Retrieve every line of the data holding the word "Instant".
[INPUT RECORDS — start]
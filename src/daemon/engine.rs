//! Block engine.
//!
//! Decides what to block and until when, and keeps three pieces of state in
//! step: the timer registry, the persisted records and the hosts file.
//!
//! - Schedule-driven and custom-time blocks cover every configured site
//!   under the `combined` key.
//! - Per-site blocks use the site URL as key.
//! - Strict mode refuses to lift or shorten a running block.
//!
//! Any failure after a timer has started rolls the timer back, so the
//! registry never holds a block the records do not know about.

use std::sync::Arc;

use chrono::{DateTime, FixedOffset};
use serde::Serialize;
use tokio::sync::mpsc;
use tokio::time::Duration;

use super::error::BlockError;
use super::registry::{BlockRegistry, BlockTeardown, TimerEvent};
use crate::hosts::HostsFile;
use crate::settings::Settings;
use crate::store::{ConfigStore, SiteStore, StoreError};
use crate::timeutil::{at_time_today, format_timestamp, Clock};
use crate::types::{
    validation, BlockEntry, Config, CurrentStatus, Mode, ValidationError, COMBINED_KEY,
};

type Result<T> = std::result::Result<T, BlockError>;

// ============================================================================
// Enforcer
// ============================================================================

/// Collaborators shared by the engine and its timer tasks.
///
/// Timer tasks tear blocks down through this type, so it holds no reference
/// back to the registry.
pub struct Enforcer {
    config: ConfigStore,
    sites: SiteStore,
    hosts: HostsFile,
    clock: Arc<dyn Clock>,
}

impl Enforcer {
    fn now(&self) -> DateTime<FixedOffset> {
        self.clock.now()
    }

    /// Removes the hosts entries of every configured site that no per-site
    /// timer still covers.
    fn lift_combined(&self, remaining: &[String]) -> Result<Config> {
        let config = self.config.load()?;
        let urls: Vec<String> = config
            .sites
            .iter()
            .filter(|url| !remaining.contains(url))
            .cloned()
            .collect();
        self.hosts.remove_entries(&urls, false)?;
        Ok(config)
    }

    fn lift_site(&self, url: &str, remaining: &[String]) -> Result<()> {
        let config = self.config.load()?;
        let covered = remaining.iter().any(|key| key == COMBINED_KEY) && config.has_site(url);
        if !covered {
            self.hosts.remove_entries(&[url.to_string()], false)?;
        }
        match self.sites.set_blocked(url, false) {
            Ok(()) | Err(StoreError::Validation(ValidationError::SiteNotFound(_))) => {}
            Err(e) => return Err(e.into()),
        }
        if remaining.is_empty() {
            self.set_mode(Mode::Normal)?;
        }
        Ok(())
    }

    fn set_mode(&self, mode: Mode) -> Result<()> {
        self.config.update(|config| {
            config.current_status.mode = mode;
            Ok(())
        })?;
        Ok(())
    }
}
//! Error types for the persisted records.

use std::io;
use std::path::PathBuf;

use thiserror::Error;

use crate::types::{InvalidTimestamp, ValidationError};

/// Configuration store error type.
#[derive(Debug, Error)]
pub enum StoreError {
    /// The record file does not exist.
    #[error("configuration file {} not found", .0.display())]
    Missing(PathBuf),

    /// The record file could not be read.
    #[error("failed to read {}: {source}", path.display())]
    Read {
        /// File path
        path: PathBuf,
        /// Underlying OS error
        #[source]
        source: io::Error,
    },

    /// The record file could not be written.
    #[error("failed to write {}: {source}", path.display())]
    Write {
        /// File path
        path: PathBuf,
        /// Underlying OS error
        #[source]
        source: io::Error,
    },

    /// The record file is not valid YAML for its record type.
    #[error("malformed {}: {source}", path.display())]
    Parse {
        /// File path
        path: PathBuf,
        /// Parser error
        #[source]
        source: serde_yaml::Error,
    },

    /// The record could not be serialised.
    #[error("failed to serialise record: {0}")]
    Serialize(#[source] serde_yaml::Error),

    /// A persisted timestamp is malformed.
    #[error(transparent)]
    InvalidTimestamp(#[from] InvalidTimestamp),

    /// An edit was rejected.
    #[error(transparent)]
    Validation(#[from] ValidationError),
}

/// Result type for store operations.
pub type Result<T> = std::result::Result<T, StoreError>;
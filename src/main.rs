//! selfcontrol - block distracting websites through the hosts file
//!
//! Blocks run in this process while it is open. On exit they are handed off
//! to a headless copy of the binary, which keeps enforcing them until they
//! end. A startup service resumes them after a reboot.

use std::sync::Arc;

use anyhow::{Context, Result};
use clap::{CommandFactory, Parser};
use tokio::io::BufReader;
use tokio::sync::mpsc;

use selfcontrol::cli::{Cli, Commands, Display, Menu, MenuExit, SiteCommand, Toggle};
use selfcontrol::daemon::background::REAP_POLL_INTERVAL;
use selfcontrol::daemon::{
    hand_off, reap_existing_instance, run_background_loop, BlockEngine, LaunchRole, LockFile,
    SystemProcessControl, TimerEvent,
};
use selfcontrol::timeutil::format_timestamp;
use selfcontrol::{service, BlockError, PasswordFile, Settings, SystemClock};

/// Main entry point
#[tokio::main(flavor = "current_thread")]
async fn main() {
    // Parse command line arguments
    let cli = Cli::parse();

    // Initialize logging
    init_tracing(cli.verbose);

    // Execute command
    if let Err(e) = execute(cli).await {
        Display::show_error(&format!("{e:#}"));
        std::process::exit(1);
    }
}

/// Initializes the tracing subscriber for logging.
fn init_tracing(verbose: bool) {
    use tracing_subscriber::{fmt, EnvFilter};

    let default = if verbose { "info" } else { "warn" };
    let filter = EnvFilter::try_from_default_env().unwrap_or_else(|_| EnvFilter::new(default));

    fmt()
        .with_env_filter(filter)
        .with_target(false)
        .without_time()
        .init();
}

/// Executes the CLI command.
async fn execute(cli: Cli) -> Result<()> {
    let settings = Settings::from_env().context("failed to load settings")?;
    settings.validate().context("invalid settings")?;

    match LaunchRole::from_env() {
        LaunchRole::Background => return run_headless(&settings, false).await,
        LaunchRole::Startup => return run_headless(&settings, true).await,
        LaunchRole::Interactive => {}
    }

    match cli.command {
        None | Some(Commands::Menu) => run_menu(&settings).await?,
        Some(Commands::Block(args)) => {
            let (engine, _events) = take_over(&settings).await?;
            let outcome = async {
                let expiry = engine.block_for_duration(args.duration, false).await?;
                if args.strict {
                    engine.enter_strict()?;
                }
                Ok::<_, BlockError>(expiry)
            }
            .await;
            // Blocks resumed by the takeover must survive a refused request.
            leave(&engine, &settings).await?;
            let expiry = outcome?;
            Display::show_block_started(&format_timestamp(&expiry));
        }
        Some(Commands::Schedule) => {
            let (engine, _events) = take_over(&settings).await?;
            let outcome = async {
                engine.check_menu_access()?;
                engine.block_by_schedule(false).await
            }
            .await;
            leave(&engine, &settings).await?;
            let expiry = outcome?;
            Display::show_block_started(&format_timestamp(&expiry));
        }
        Some(Commands::Unblock) => {
            let (engine, _events) = take_over(&settings).await?;
            let outcome = engine.unblock_all().await;
            leave(&engine, &settings).await?;
            outcome?;
            Display::show_unblocked();
        }
        Some(Commands::Status { json }) => {
            let engine = open_engine(&settings, None)?;
            let status = engine.recorded_status()?;
            if json {
                Display::show_status_json(&status)?;
            } else {
                Display::show_status(&status);
            }
        }
        Some(Commands::Strict { state, yes }) => {
            let engine = open_engine(&settings, None)?;
            match state {
                Toggle::On => {
                    if !yes {
                        anyhow::bail!(
                            "strict mode keeps blocks running until they end; \
                             pass --yes to confirm"
                        );
                    }
                    engine.enter_strict()?;
                    Display::show_success("Strict mode enabled");
                }
                Toggle::Off => {
                    if engine.recorded_status()?.is_blocking() && engine.mode()?.is_strict() {
                        anyhow::bail!(
                            "strict mode is active until {}",
                            engine.expiry_description()?
                        );
                    }
                    engine.leave_strict()?;
                    Display::show_success("Strict mode disabled");
                }
            }
        }
        Some(Commands::Site(command)) => {
            let (engine, _events) = take_over(&settings).await?;
            let outcome = match command {
                SiteCommand::Add { url } => {
                    engine.add_site(&url).map(|url| format!("Added {url}"))
                }
                SiteCommand::Remove { url } => {
                    engine.remove_site(&url).map(|url| format!("Deleted {url}"))
                }
            };
            leave(&engine, &settings).await?;
            Display::show_success(&outcome?);
        }
        Some(Commands::Background) => {
            let (engine, _events) = take_over(&settings).await?;
            if !leave(&engine, &settings).await? {
                println!("Nothing is blocked; no background process needed");
            }
        }
        Some(Commands::Install) => {
            let path = service::install(&settings).context("failed to install startup service")?;
            Display::show_install_success(&path);
        }
        Some(Commands::Uninstall) => {
            service::uninstall().context("failed to uninstall startup service")?;
            Display::show_uninstall_success();
        }
        Some(Commands::Completions { shell }) => {
            generate_completions(shell);
        }
    }

    Ok(())
}

/// Builds an engine over the configured files.
fn open_engine(
    settings: &Settings,
    events: Option<mpsc::UnboundedSender<TimerEvent>>,
) -> Result<BlockEngine> {
    let clock = Arc::new(SystemClock);
    let engine = match events {
        Some(tx) => BlockEngine::with_events(settings, clock, tx),
        None => BlockEngine::new(settings, clock),
    };
    engine
        .ensure_config()
        .with_context(|| format!("failed to create {}", settings.config_path().display()))?;
    Ok(engine)
}

/// Stops any background instance and resumes its blocks in this process.
async fn take_over(
    settings: &Settings,
) -> Result<(BlockEngine, mpsc::UnboundedReceiver<TimerEvent>)> {
    let (tx, rx) = mpsc::unbounded_channel();
    let engine = open_engine(settings, Some(tx))?;

    let lock = LockFile::new(settings.lock_path());
    let reaped = reap_existing_instance(
        &lock,
        &SystemProcessControl,
        settings.kill_timeout,
        REAP_POLL_INTERVAL,
    )
    .await
    .context("failed to stop the background instance")?;
    tracing::info!(?reaped, "checked for background instance");

    let outcome = engine.recover(false).await.context("failed to resume blocks")?;
    Display::show_recovery(&outcome);
    Ok((engine, rx))
}

/// Hands running blocks to a background instance. Returns false if nothing
/// was running.
async fn leave(engine: &BlockEngine, settings: &Settings) -> Result<bool> {
    if engine.registry().is_idle() {
        return Ok(false);
    }
    let pid = hand_off(engine, settings, &SystemProcessControl)
        .await
        .context("failed to hand blocks off to a background process")?;
    Display::show_background_started(pid);
    Ok(true)
}

/// Runs the interactive menu until the user leaves it or a signal arrives.
async fn run_menu(settings: &Settings) -> Result<()> {
    use tokio::signal::unix::{signal, SignalKind};

    let (engine, events) = take_over(settings).await?;
    let password = PasswordFile::new(settings.password_path());
    let mut menu = Menu::new(&engine, password, BufReader::new(tokio::io::stdin()), events);

    let mut terminate = signal(SignalKind::terminate()).context("failed to watch SIGTERM")?;
    let exit = tokio::select! {
        exit = menu.run() => exit,
        _ = tokio::signal::ctrl_c() => {
            println!("\nReceived interrupt");
            Ok(MenuExit::Exit)
        }
        _ = terminate.recv() => Ok(MenuExit::Exit),
    };
    drop(menu);

    // Running blocks are handed off even when the menu failed.
    leave(&engine, settings).await?;
    if exit? == MenuExit::Denied {
        println!("Access denied");
    }
    Ok(())
}

/// Body of the headless and startup roles.
///
/// A startup run only continues when the previous run left blocks to
/// resume.
async fn run_headless(settings: &Settings, startup: bool) -> Result<()> {
    let engine = open_engine(settings, None)?;
    if startup && !engine.config()?.current_status.block_on_restart {
        tracing::info!("nothing to resume at startup");
        return Ok(());
    }

    let lock = LockFile::new(settings.lock_path());
    if startup {
        reap_existing_instance(
            &lock,
            &SystemProcessControl,
            settings.kill_timeout,
            REAP_POLL_INTERVAL,
        )
        .await
        .context("failed to stop the previous instance")?;
    }

    let outcome = run_background_loop(&engine, &lock)
        .await
        .context("background instance failed")?;
    tracing::info!(?outcome, "background instance exiting");
    Ok(())
}

/// Generates shell completion scripts.
fn generate_completions(shell: clap_complete::Shell) {
    use clap_complete::generate;
    use std::io;

    let mut cmd = Cli::command();
    let bin_name = cmd.get_name().to_string();
    generate(shell, &mut cmd, bin_name, &mut io::stdout());
}

// ============================================================================
// Tests
// ============================================================================
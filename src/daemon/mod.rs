//! Block enforcement.
//!
//! - `registry`: keyed expiry timers with exactly-once teardown
//! - `engine`: strict/normal mode state machine and block lifecycle
//! - `background`: hand-off to a headless instance and startup recovery

pub mod background;
pub mod engine;
pub mod error;
pub mod registry;

pub use background::{
    hand_off, reap_existing_instance, run_background_loop, start_background, LaunchRole, LockFile,
    MockProcessControl, ProcessControl, ReapOutcome, SystemProcessControl,
};
pub use engine::{ActiveBlock, BlockEngine, BlockStatus, RecoveryOutcome, ResumedBlock};
pub use error::{BlockError, ProcessError};
pub use registry::{BlockRegistry, BlockTeardown, TimerEvent};
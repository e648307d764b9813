//! CLI module for selfcontrol.
//!
//! This module provides the command-line interface:
//! - `commands`: Command definitions using clap derive
//! - `menu`: Interactive numbered menu
//! - `display`: Output formatting and display logic

pub mod commands;
pub mod display;
pub mod menu;

pub use commands::{BlockArgs, Cli, Commands, SiteCommand, Toggle};
pub use display::Display;
pub use menu::{Menu, MenuExit};
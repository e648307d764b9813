//! Command definitions for the selfcontrol CLI.
//!
//! Uses clap derive macro for argument parsing.

use std::time::Duration;

use clap::{Args, Parser, Subcommand, ValueEnum};

use crate::timeutil::parse_duration;

// ============================================================================
// CLI Structure
// ============================================================================

/// selfcontrol - block distracting websites through the hosts file
#[derive(Parser, Debug)]
#[command(
    name = "selfcontrol",
    version,
    about = "Block distracting websites through the hosts file",
    long_about = "Blocks websites by redirecting them in the hosts file, either for a fixed\n\
                  duration or following a weekly schedule. Strict mode prevents lifting a\n\
                  block early. Running without a subcommand opens the interactive menu.",
    propagate_version = true
)]
pub struct Cli {
    /// Subcommand to execute
    #[command(subcommand)]
    pub command: Option<Commands>,

    /// Enable verbose output for debugging
    #[arg(short, long, global = true)]
    pub verbose: bool,
}

// ============================================================================
// Subcommands
// ============================================================================

/// Available subcommands
#[derive(Subcommand, Debug, Clone)]
pub enum Commands {
    /// Open the interactive menu
    Menu,

    /// Block every configured site for a fixed duration
    Block(BlockArgs),

    /// Block every configured site until the active schedule range ends
    Schedule,

    /// Lift every block (refused in strict mode)
    Unblock,

    /// Show what is blocked and until when
    Status {
        /// Print machine-readable JSON
        #[arg(long)]
        json: bool,
    },

    /// Turn strict mode on or off
    Strict {
        /// Desired state
        #[arg(value_enum)]
        state: Toggle,

        /// Do not ask for confirmation
        #[arg(short, long)]
        yes: bool,
    },

    /// Manage the site list
    #[command(subcommand)]
    Site(SiteCommand),

    /// Hand running blocks off to a background process and exit
    Background,

    /// Register selfcontrol to resume blocks at system startup
    Install,

    /// Remove the startup registration
    Uninstall,

    /// Generate shell completion scripts
    Completions {
        /// Shell type for completion script
        #[arg(value_enum)]
        shell: clap_complete::Shell,
    },
}

/// On/off switch.
#[derive(ValueEnum, Debug, Clone, Copy, PartialEq, Eq)]
pub enum Toggle {
    /// Enable
    On,
    /// Disable
    Off,
}

/// Site list subcommands
#[derive(Subcommand, Debug, Clone)]
pub enum SiteCommand {
    /// Add a site to the block list
    Add {
        /// Host name, e.g. example.com
        url: String,
    },

    /// Remove a site from the block list
    Remove {
        /// Host name, e.g. example.com
        url: String,
    },
}

// ============================================================================
// Block Command Arguments
// ============================================================================

/// Arguments for the block command
#[derive(Args, Debug, Clone)]
pub struct BlockArgs {
    /// How long to block, e.g. 90m or 1h30m
    #[arg(short, long, value_parser = parse_block_duration)]
    pub duration: Duration,

    /// Switch to strict mode once the block starts
    #[arg(short, long)]
    pub strict: bool,
}

// ============================================================================
// Validation Functions
// ============================================================================

/// Parses a block duration. Must be positive.
fn parse_block_duration(s: &str) -> Result<Duration, String> {
    match parse_duration(s) {
        Ok(d) if d.is_zero() => Err("duration must be positive".to_string()),
        Ok(d) => Ok(d),
        Err(e) => Err(e.to_string()),
    }
}

// ============================================================================
// Tests
// ============================================================================
impl BlockRegistry {
    /// Creates an empty registry.
    pub fn new(clock: Arc<dyn Clock>, poll_interval: Duration) -> Self {
        Self::build(clock, poll_interval, None)
    }

    /// Creates an empty registry that reports to `event_tx`.
    pub fn with_events(
        clock: Arc<dyn Clock>,
        poll_interval: Duration,
        event_tx: mpsc::UnboundedSender<TimerEvent>,
    ) -> Self {
        Self::build(clock, poll_interval, Some(event_tx))
    }

    fn build(
        clock: Arc<dyn Clock>,
        poll_interval: Duration,
        events: Option<mpsc::UnboundedSender<TimerEvent>>,
    ) -> Self {
        Self {
            inner: Arc::new(Inner {
                timers: Mutex::new(HashMap::new()),
                finishing: Mutex::new(HashMap::new()),
                next_generation: AtomicU64::new(1),
                running: Gauge::new(),
                background: Gauge::new(),
                poll_interval,
                clock,
                events,
            }),
        }
    }

    /// Starts a timer for `key` that ends at `expiry`.
    ///
    /// A timer already running for `key` is stopped and joined first without
    /// running its teardown, since the block continues under the new timer.
    /// With `background` set the timer joins the background wait group.
    pub async fn start_timer(
        &self,
        key: &str,
        expiry: DateTime<FixedOffset>,
        background: bool,
        teardown: Arc<dyn BlockTeardown>,
    ) -> Result<(), BlockError> {
        self.discard_timer(key).await?;

        let remaining = until(&self.inner.clock.now(), &expiry);
        let deadline = Instant::now() + remaining;
        let generation = self.inner.next_generation.fetch_add(1, Ordering::Relaxed);
        let token = CancellationToken::new();
        let quiet = Arc::new(AtomicBool::new(false));

        let task = TimerTask {
            inner: Arc::clone(&self.inner),
            key: key.to_string(),
            generation,
            deadline,
            token: token.clone(),
            quiet: Arc::clone(&quiet),
            teardown,
            _running: self.inner.running.enter(),
            _background: background.then(|| self.inner.background.enter()),
        };

        let displaced = {
            // Insert under the same lock the task claims through, so the task
            // can never look for its entry before it exists.
            let mut timers = self.inner.timers();
            let handle = tokio::spawn(task.run());
            timers.insert(
                key.to_string(),
                TimerSlot {
                    generation,
                    expiry,
                    token,
                    quiet,
                    handle,
                    background,
                },
            )
        };
        // A concurrent start installed its timer after our discard.
        if let Some(old) = displaced {
            tracing::debug!(key, "replacing concurrently started timer");
            old.quiet.store(true, Ordering::SeqCst);
            old.token.cancel();
            if let Err(e) = join(key, old.handle).await {
                tracing::warn!(key, "replaced timer task failed: {e}");
            }
        }

        tracing::info!(
            key,
            expires_at = %format_timestamp(&expiry),
            background,
            "block timer started"
        );
        self.inner.emit(TimerEvent::Started {
            key: key.to_string(),
            expires_at: format_timestamp(&expiry),
        });
        Ok(())
    }

    /// Stops the timer for `key` without running its teardown.
    ///
    /// Used when a block continues under a new timer, or when a timer start
    /// is rolled back. Returns `Ok(false)` when nothing was registered.
    pub async fn discard_timer(&self, key: &str) -> Result<bool, BlockError> {
        let slot = self.inner.timers().remove(key);
        let Some(slot) = slot else {
            self.join_finishing(key).await;
            return Ok(false);
        };
        tracing::debug!(key, "discarding timer");
        slot.quiet.store(true, Ordering::SeqCst);
        slot.token.cancel();
        join(key, slot.handle).await?;
        Ok(true)
    }

    /// Cancels the timer for `key` and waits for its teardown.
    ///
    /// Returns `Ok(false)` when no timer is registered under `key`, after
    /// waiting for an expiry teardown of `key` that is still running. The
    /// teardown's result is returned to the caller.
    pub async fn cancel_timer(&self, key: &str) -> Result<bool, BlockError> {
        let slot = self.inner.timers().remove(key);
        let Some(slot) = slot else {
            tracing::debug!(key, "no timer to cancel");
            self.join_finishing(key).await;
            return Ok(false);
        };
        slot.token.cancel();
        join(key, slot.handle).await?;
        Ok(true)
    }

    /// Cancels every timer. The first teardown error is returned after all
    /// timers have been cancelled.
    pub async fn cancel_all(&self) -> Result<usize, BlockError> {
        let mut cancelled = 0;
        let mut first_error = None;
        for key in self.keys() {
            match self.cancel_timer(&key).await {
                Ok(true) => cancelled += 1,
                Ok(false) => {}
                Err(e) => {
                    cancelled += 1;
                    first_error.get_or_insert(e);
                }
            }
        }
        let finishing: Vec<String> = self.inner.finishing().keys().cloned().collect();
        for key in finishing {
            self.join_finishing(&key).await;
        }
        match first_error {
            Some(e) => Err(e),
            None => Ok(cancelled),
        }
    }

    /// Waits for an expiry teardown of `key` claimed before this call.
    async fn join_finishing(&self, key: &str) {
        let handle = self.inner.finishing().remove(key);
        if let Some(handle) = handle {
            // Expiry reports its own failures as events.
            if let Err(e) = join(key, handle).await {
                tracing::warn!(key, "expired timer task failed: {e}");
            }
        }
    }

    /// Number of registered timers.
    pub fn count(&self) -> usize {
        self.inner.timers().len()
    }

    /// Returns true when nothing is being blocked.
    pub fn is_idle(&self) -> bool {
        self.count() == 0
    }

    /// Returns true if a timer is registered under `key`.
    pub fn contains(&self, key: &str) -> bool {
        self.inner.timers().contains_key(key)
    }

    /// Registered keys, sorted.
    pub fn keys(&self) -> Vec<String> {
        self.inner.sorted_keys()
    }

    /// Expiry of the timer registered under `key`.
    pub fn expiry_of(&self, key: &str) -> Option<DateTime<FixedOffset>> {
        self.inner.timers().get(key).map(|slot| slot.expiry)
    }

    /// Latest expiry over all registered timers.
    pub fn latest_expiry(&self) -> Option<DateTime<FixedOffset>> {
        self.inner.timers().values().map(|slot| slot.expiry).max()
    }

    /// Number of registered timers in the background wait group.
    pub fn background_count(&self) -> usize {
        self.inner
            .timers()
            .values()
            .filter(|slot| slot.background)
            .count()
    }

    /// Resolves once every timer task has finished, teardown included.
    pub async fn wait_idle(&self) {
        self.inner.running.wait_zero().await;
    }

    /// Resolves once every background timer task has finished.
    pub async fn wait_background_drained(&self) {
        self.inner.background.wait_zero().await;
    }

    /// Number of background timer tasks that have not finished yet.
    pub fn background_pending(&self) -> usize {
        self.inner.background.value()
    }
}

async fn join(key: &str, handle: TaskHandle) -> Result<(), BlockError> {
    match handle.await {
        Ok(result) => result,
        Err(e) => Err(BlockError::TimerTask {
            key: key.to_string(),
            message: e.to_string(),
        }),
    }
}

// ============================================================================
// TimerTask
// ============================================================================

struct TimerTask {
    inner: Arc<Inner>,
    key: String,
    generation: u64,
    deadline: Instant,
    token: CancellationToken,
    quiet: Arc<AtomicBool>,
    teardown: Arc<dyn BlockTeardown>,
    _running: GaugeGuard,
    _background: Option<GaugeGuard>,
}

impl TimerTask {
    async fn run(self) -> Result<(), BlockError> {
        let mut ticker = interval(self.inner.poll_interval);
        ticker.set_missed_tick_behavior(MissedTickBehavior::Skip);

        loop {
            tokio::select! {
                biased;
                _ = self.token.cancelled() => return self.cancelled(),
                _ = ticker.tick() => {
                    if Instant::now() < self.deadline {
                        continue;
                    }
                    if self.inner.claim(&self.key, self.generation) {
                        self.expired();
                        return Ok(());
                    }
                    // A concurrent cancel removed the entry first; it owns
                    // the teardown and is about to signal.
                    self.token.cancelled().await;
                    return self.cancelled();
                }
            }
        }
    }

    fn expired(&self) {
        let remaining = self.inner.sorted_keys();
        match self.teardown.on_expired(&self.key, &remaining) {
            Ok(()) => {
                tracing::info!(key = %self.key, "block expired");
                self.inner.emit(TimerEvent::Expired {
                    key: self.key.clone(),
                });
            }
            Err(e) => {
                tracing::error!(key = %self.key, "failed to lift expired block: {e}");
                self.inner.emit(TimerEvent::TeardownFailed {
                    key: self.key.clone(),
                    message: e.to_string(),
                });
            }
        }
    }

    fn cancelled(&self) -> Result<(), BlockError> {
        if self.quiet.load(Ordering::SeqCst) {
            return Ok(());
        }
        let remaining = self.inner.sorted_keys();
        self.teardown.on_cancelled(&self.key, &remaining)?;
        tracing::info!(key = %self.key, "block cancelled");
        self.inner.emit(TimerEvent::Cancelled {
            key: self.key.clone(),
        });
        Ok(())
    }
}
[INPUT RECORDS — finish]
# RESPONSE
        let deadline = Instant::now() + remaining;
    deadline: Instant,
                    if Instant::now() < self.deadline {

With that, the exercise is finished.